Data extract: Begin

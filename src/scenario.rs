//! Scenario files for `boardlink replay`
//!
//! A scenario is a JSON document with an optional settings block, an
//! optional inline board catalog and a list of steps. Feed steps use the
//! same payload shapes as the watched feed files (agent port listing, IoT
//! cloud listing, sketch metadata); the other steps are user intents.
//!
//! ```json
//! {
//!   "name": "single uno",
//!   "steps": [
//!     { "metadata": {} },
//!     { "ports": [{ "portName": "/dev/ttyACM0", "productId": "0x0043", "vendorId": "0x2341",
//!                   "board": { "fqbn": "arduino:avr:uno", "name": "Arduino Uno" } }] },
//!     "switch_to_alt_port"
//!   ]
//! }
//! ```

use std::path::Path;

use serde::Deserialize;

use boardlink_app::config::Settings;
use boardlink_core::prelude::*;
use boardlink_core::SketchMetadata;
use boardlink_feeds::{AgentPort, BoardDefinition, CloudDevice};

/// A replayable sequence of feed ticks and intents
#[derive(Debug, Clone, Deserialize)]
pub struct Scenario {
    #[serde(default)]
    pub name: Option<String>,

    /// Overrides the project's `.boardlink/config.toml` when present
    #[serde(default)]
    pub settings: Option<Settings>,

    /// Board definitions used for flavour menus
    #[serde(default)]
    pub catalog: Vec<BoardDefinition>,

    /// Act as a host and apply requested sketch changes to the metadata feed
    #[serde(default = "default_true")]
    pub apply_sketch_patches: bool,

    pub steps: Vec<ScenarioStep>,
}

fn default_true() -> bool {
    true
}

/// One step of a scenario
#[derive(Debug, Clone, PartialEq, Deserialize)]
#[serde(rename_all = "snake_case")]
pub enum ScenarioStep {
    /// Agent port listing; also sets the busy ports from `isOpen`
    Ports(Vec<AgentPort>),

    /// IoT cloud listing
    Iot {
        #[serde(default)]
        online: Vec<CloudDevice>,
        #[serde(default)]
        offline: Vec<CloudDevice>,
    },

    /// Sketch metadata; `null` while loading
    Metadata(Option<SketchMetadata>),

    SelectPort {
        port_board_id: String,
        #[serde(default)]
        via_web_serial: bool,
    },

    SelectBoard {
        fqbn: String,
        #[serde(default)]
        name: String,
        #[serde(default)]
        architecture: String,
    },

    IdentifyPort {
        port_board_id: String,
        fqbn: String,
        #[serde(default)]
        name: String,
        #[serde(default)]
        architecture: String,
    },

    ChangeAssociatedBoard {
        fqbn: String,
        #[serde(default)]
        name: String,
        #[serde(default)]
        architecture: String,
    },

    SelectFlavour {
        menu_id: String,
        variant_id: String,
    },

    SwitchToAltPort,

    AddBypass,

    /// Cancel the most recently added bypass
    RemoveBypass,

    UploadStarted,

    UploadFinished,

    Route {
        #[serde(default)]
        sketch_id: Option<String>,
        #[serde(default)]
        example: bool,
        #[serde(default)]
        creating_copy: bool,
    },

    /// Let timers (upload grace period) run
    Wait {
        ms: u64,
    },

    Reset,
}

impl Scenario {
    pub fn from_json(json: &str) -> Result<Self> {
        serde_json::from_str(json).map_err(|e| Error::scenario(e.to_string()))
    }

    pub fn load(path: &Path) -> Result<Self> {
        let content = std::fs::read_to_string(path)
            .with_context(|| format!("Failed to read scenario {}", path.display()))?;
        let scenario = Self::from_json(&content)?;
        debug!(
            "Loaded scenario {:?} with {} step(s)",
            scenario.name,
            scenario.steps.len()
        );
        Ok(scenario)
    }
}

/// Parse a single step, as read from stdin in watch mode
pub fn parse_step(line: &str) -> Result<ScenarioStep> {
    serde_json::from_str(line).map_err(|e| Error::scenario(e.to_string()))
}

#[cfg(test)]
mod tests {
    use super::*;

    #[test]
    fn test_parse_minimal_scenario() {
        let scenario = tokio_test::assert_ok!(Scenario::from_json(r#"{"steps": []}"#));
        assert!(scenario.name.is_none());
        assert!(scenario.settings.is_none());
        assert!(scenario.apply_sketch_patches);
        assert!(scenario.steps.is_empty());
    }

    #[test]
    fn test_parse_steps() {
        let scenario = Scenario::from_json(
            r#"{
                "name": "mixed",
                "steps": [
                    { "metadata": null },
                    { "metadata": { "fqbn": "arduino:avr:uno" } },
                    { "iot": { "online": [{ "id": "dev-1", "name": "Uno", "fqbn": "arduino:avr:uno" }] } },
                    { "select_board": { "fqbn": "arduino:avr:uno" } },
                    "switch_to_alt_port",
                    "add_bypass",
                    { "wait": { "ms": 10 } }
                ]
            }"#,
        )
        .unwrap();

        assert_eq!(scenario.steps.len(), 7);
        assert_eq!(scenario.steps[0], ScenarioStep::Metadata(None));
        assert!(matches!(&scenario.steps[1], ScenarioStep::Metadata(Some(m)) if m.fqbn.as_deref() == Some("arduino:avr:uno")));
        assert!(matches!(&scenario.steps[2], ScenarioStep::Iot { online, offline } if online.len() == 1 && offline.is_empty()));
        assert!(matches!(&scenario.steps[3], ScenarioStep::SelectBoard { name, .. } if name.is_empty()));
        assert_eq!(scenario.steps[4], ScenarioStep::SwitchToAltPort);
        assert_eq!(scenario.steps[6], ScenarioStep::Wait { ms: 10 });
    }

    #[test]
    fn test_parse_settings_override() {
        let scenario = Scenario::from_json(
            r#"{ "settings": { "selection": { "prefer_usb_over_ota": true } }, "steps": [] }"#,
        )
        .unwrap();
        let settings = scenario.settings.unwrap();
        assert!(settings.selection.prefer_usb_over_ota);
        assert!(settings.selection.auto_selection);
    }

    #[test]
    fn test_unknown_step_is_a_scenario_error() {
        let err = Scenario::from_json(r#"{"steps": ["fly"]}"#).unwrap_err();
        assert!(matches!(err, Error::Scenario { .. }));
    }

    #[test]
    fn test_parse_single_step() {
        assert_eq!(parse_step(r#""upload_started""#).unwrap(), ScenarioStep::UploadStarted);
        assert!(parse_step("q").is_err());
    }

    #[test]
    fn test_load_missing_file() {
        tokio_test::assert_err!(Scenario::load(Path::new("/nonexistent/scenario.json")));
    }
}
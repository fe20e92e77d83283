//! Feed bridges: forward every `watch` feed into the message channel
//!
//! Each bridge first forwards the current value, then every notification
//! until the feed closes or shutdown is signalled. Re-emissions of an
//! unchanged value are forwarded too.

use tokio::sync::{mpsc, watch};
use tokio::task::JoinHandle;

use boardlink_core::prelude::*;
use boardlink_feeds::FeedReceivers;

use crate::message::Message;

/// Spawn one bridge task per feed
pub fn spawn_feed_bridges(
    feeds: FeedReceivers,
    msg_tx: &mpsc::Sender<Message>,
    shutdown_rx: &watch::Receiver<bool>,
) -> Vec<JoinHandle<()>> {
    vec![
        spawn_bridge("ports", feeds.ports, msg_tx, shutdown_rx, |ports| {
            Message::DetectedDevicesUpdated(ports.as_ref().clone())
        }),
        spawn_bridge("iot", feeds.iot, msg_tx, shutdown_rx, |groups| {
            Message::IotDevicesUpdated(groups.as_ref().clone())
        }),
        spawn_bridge(
            "metadata",
            feeds.metadata,
            msg_tx,
            shutdown_rx,
            Message::SketchMetadataUpdated,
        ),
        spawn_bridge("busy", feeds.busy, msg_tx, shutdown_rx, |busy| {
            Message::BusyPortsUpdated(busy.as_ref().clone())
        }),
    ]
}

fn spawn_bridge<T, F>(
    name: &'static str,
    mut feed: watch::Receiver<T>,
    msg_tx: &mpsc::Sender<Message>,
    shutdown_rx: &watch::Receiver<bool>,
    to_message: F,
) -> JoinHandle<()>
where
    T: Clone + Send + Sync + 'static,
    F: Fn(T) -> Message + Send + 'static,
{
    let msg_tx = msg_tx.clone();
    let mut shutdown_rx = shutdown_rx.clone();

    tokio::spawn(async move {
        let initial = feed.borrow_and_update().clone();
        if msg_tx.send(to_message(initial)).await.is_err() {
            return;
        }

        loop {
            tokio::select! {
                changed = feed.changed() => {
                    if changed.is_err() {
                        debug!("Feed {} closed", name);
                        break;
                    }
                    let value = feed.borrow_and_update().clone();
                    if msg_tx.send(to_message(value)).await.is_err() {
                        debug!("Message channel closed, stopping {} bridge", name);
                        break;
                    }
                }
                _ = shutdown_rx.changed() => {
                    debug!("Feed bridge {} stopping", name);
                    break;
                }
            }
        }
    })
}
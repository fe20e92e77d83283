//! boardlink
//!
//! Automatic board and port selection for sketch editors. The selection
//! core lives in the workspace crates; this crate adds the headless
//! command line hosts.

pub mod headless;
pub mod scenario;

pub use headless::runner::{
    replay_engine, replay_scenario, run_replay, run_watch, HeadlessOptions,
};
pub use headless::HeadlessEvent;
pub use scenario::{Scenario, ScenarioStep};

Data extract: End

#### Work task
Output all lines from the beginning of the data up to the line holding "port listing, IoT", that line included, exactly as written.

#### Exercise answer
filename src/scenario.rs
//! Scenario files for `boardlink replay`
//!
//! A scenario is a JSON document with an optional settings block, an
//! optional inline board catalog and a list of steps. Feed steps use the
//! same payload shapes as the watched feed files (agent port listing, IoT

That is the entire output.